● Task requirements
Locate and copy each line in the data that contains the word "bool".

------------------------------------------------

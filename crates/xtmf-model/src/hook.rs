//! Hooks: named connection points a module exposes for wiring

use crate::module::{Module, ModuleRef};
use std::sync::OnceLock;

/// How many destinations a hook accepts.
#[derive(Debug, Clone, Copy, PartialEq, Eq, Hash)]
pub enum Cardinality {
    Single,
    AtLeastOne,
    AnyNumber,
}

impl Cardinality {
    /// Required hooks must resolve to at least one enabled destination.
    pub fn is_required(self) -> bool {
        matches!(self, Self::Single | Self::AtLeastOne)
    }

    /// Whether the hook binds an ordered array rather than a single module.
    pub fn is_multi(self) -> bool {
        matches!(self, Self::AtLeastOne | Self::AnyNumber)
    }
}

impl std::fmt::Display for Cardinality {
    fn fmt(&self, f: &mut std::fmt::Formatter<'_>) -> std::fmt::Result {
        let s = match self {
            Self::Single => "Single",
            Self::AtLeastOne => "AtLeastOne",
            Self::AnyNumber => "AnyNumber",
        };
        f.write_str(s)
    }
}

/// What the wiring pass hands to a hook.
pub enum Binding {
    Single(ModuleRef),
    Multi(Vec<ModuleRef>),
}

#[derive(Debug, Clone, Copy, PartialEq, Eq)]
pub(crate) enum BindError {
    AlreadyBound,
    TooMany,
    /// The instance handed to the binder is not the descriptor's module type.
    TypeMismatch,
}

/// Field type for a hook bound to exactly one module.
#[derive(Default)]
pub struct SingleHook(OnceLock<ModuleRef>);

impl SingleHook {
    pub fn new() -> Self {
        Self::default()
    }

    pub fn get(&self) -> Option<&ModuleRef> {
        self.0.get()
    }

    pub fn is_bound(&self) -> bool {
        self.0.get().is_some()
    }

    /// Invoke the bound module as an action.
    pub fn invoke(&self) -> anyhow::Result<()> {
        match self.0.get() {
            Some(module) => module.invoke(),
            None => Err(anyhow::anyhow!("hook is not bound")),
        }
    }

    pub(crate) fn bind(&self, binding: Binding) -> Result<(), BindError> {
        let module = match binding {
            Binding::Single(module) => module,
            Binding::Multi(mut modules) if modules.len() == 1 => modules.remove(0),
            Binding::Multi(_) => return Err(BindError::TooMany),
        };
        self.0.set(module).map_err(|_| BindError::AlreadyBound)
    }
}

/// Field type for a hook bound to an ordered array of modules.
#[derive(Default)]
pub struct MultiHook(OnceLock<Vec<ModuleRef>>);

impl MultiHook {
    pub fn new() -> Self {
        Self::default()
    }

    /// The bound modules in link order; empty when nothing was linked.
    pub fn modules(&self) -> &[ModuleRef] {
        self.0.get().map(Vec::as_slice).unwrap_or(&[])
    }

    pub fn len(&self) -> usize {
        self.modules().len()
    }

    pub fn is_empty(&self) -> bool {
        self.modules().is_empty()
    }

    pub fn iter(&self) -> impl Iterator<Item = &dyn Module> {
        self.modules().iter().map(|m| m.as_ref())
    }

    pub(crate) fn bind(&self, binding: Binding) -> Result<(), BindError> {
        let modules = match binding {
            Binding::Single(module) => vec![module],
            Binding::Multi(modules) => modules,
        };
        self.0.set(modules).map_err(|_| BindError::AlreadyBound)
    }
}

------------------------------------------------

● Answer section
    pub fn is_required(self) -> bool {
    pub fn is_multi(self) -> bool {
    pub fn is_bound(&self) -> bool {
    pub fn is_empty(&self) -> bool {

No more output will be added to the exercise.